Aim of the exercise - In the entries below, find the line containing "pub category: Option<&'static". Write out that line and all lines after it, exactly, and nothing else.

Data -

—————

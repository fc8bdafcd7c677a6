use std::time::Duration;

use url::Url;

use crate::domain::Source;

/// Everything the shared crawl skeleton needs to know about a source.
#[derive(Debug, Clone)]
pub struct SourceProfile {
    pub source: Source,
    /// Base for resolving relative links
    pub root: Url,
    /// Visited once before the targets, for consent dismissal
    pub entry: Option<String>,
    pub targets: Vec<PageTarget>,
    pub consent: Option<ConsentRule>,
    pub candidate_selector: &'static str,
    pub fields: FieldSelectors,
    pub scroll: Option<ScrollPlan>,
    /// Accepted records per page (per group on grouped pages)
    pub per_page_cap: usize,
}

impl SourceProfile {
    /// Selector that signals a target page is ready to harvest.
    pub fn ready_selector<'a>(&'a self, target: &'a PageTarget) -> &'a str {
        target
            .groups
            .as_ref()
            .map(|g| g.selector)
            .unwrap_or(self.candidate_selector)
    }
}

#[derive(Debug, Clone, PartialEq, Eq)]
pub struct PageTarget {
    pub section: String,
    pub url: String,
    pub groups: Option<GroupRule>,
}

impl PageTarget {
    pub fn new(section: impl Into<String>, url: impl Into<String>) -> Self {
        Self {
            section: section.into(),
            url: url.into(),
            groups: None,
        }
    }

    pub fn grouped(section: impl Into<String>, url: impl Into<String>, groups: GroupRule) -> Self {
        Self {
            groups: Some(groups),
            ..Self::new(section, url)
        }
    }
}

/// Expand a paginated section into one target per page.
///
/// Page 1 is `root/path/`, later pages are `root/path/page/N/`.
pub fn paginate(root: &Url, section: &str, path: &str, pages: u32) -> Vec<PageTarget> {
    let base = root.as_str().trim_end_matches('/');
    let path = path.trim_matches('/');
    (1..=pages.max(1))
        .map(|page| {
            let url = match page {
                1 => format!("{}/{}/", base, path),
                n => format!("{}/{}/page/{}/", base, path, n),
            };
            PageTarget::new(section, url)
        })
        .collect()
}

/// Section containers on a landing page, each harvested as its own section.
#[derive(Debug, Clone, PartialEq, Eq)]
pub struct GroupRule {
    pub selector: &'static str,
    pub title_selector: &'static str,
    pub fallback_title: &'static str,
    pub max_groups: usize,
    pub candidate_selector: &'static str,
}

#[derive(Debug, Clone, PartialEq, Eq)]
pub struct ConsentRule {
    /// Buttons clicked directly when visible
    pub selectors: Vec<&'static str>,
    /// Case-insensitive button text fragments, also searched in iframes
    pub button_texts: Vec<&'static str>,
    /// Look for a prompt on every page rather than only the first one
    pub every_page: bool,
}

#[derive(Debug, Clone, Copy, PartialEq, Eq)]
pub enum ScrollStep {
    /// Scroll down by a fixed number of pixels each step
    By(u32),
    /// Step k of n jumps to k/n of the document height
    Fraction,
}

#[derive(Debug, Clone, PartialEq, Eq)]
pub struct ScrollPlan {
    pub step: ScrollStep,
    pub steps: u32,
    pub pause: Duration,
}

impl ScrollPlan {
    pub fn script(&self, step: u32) -> String {
        match self.step {
            ScrollStep::By(pixels) => format!("window.scrollBy(0, {})", pixels),
            ScrollStep::Fraction => format!(
                "window.scrollTo(0, document.body.scrollHeight * {} / {})",
                step, self.steps
            ),
        }
    }
}

/// Per-field selectors, evaluated inside a candidate element.
///
/// `None` for `headline`/`link` means the candidate itself carries the
/// value; `None` elsewhere means the source has no such field.
#[derive(Debug, Clone, Default, PartialEq, Eq)]
pub struct FieldSelectors {
    pub headline: Option<&'static str>,
    pub description: Option<&'static str>,
    pub time: Option<&'static str>,
    pub category: Option<&'static str>,
    pub link: Option<&'static str>,
    pub image: Option<&'static str>,
}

—————

Task solution -
    pub category: Option<&'static str>,
    pub link: Option<&'static str>,
    pub image: Option<&'static str>,
}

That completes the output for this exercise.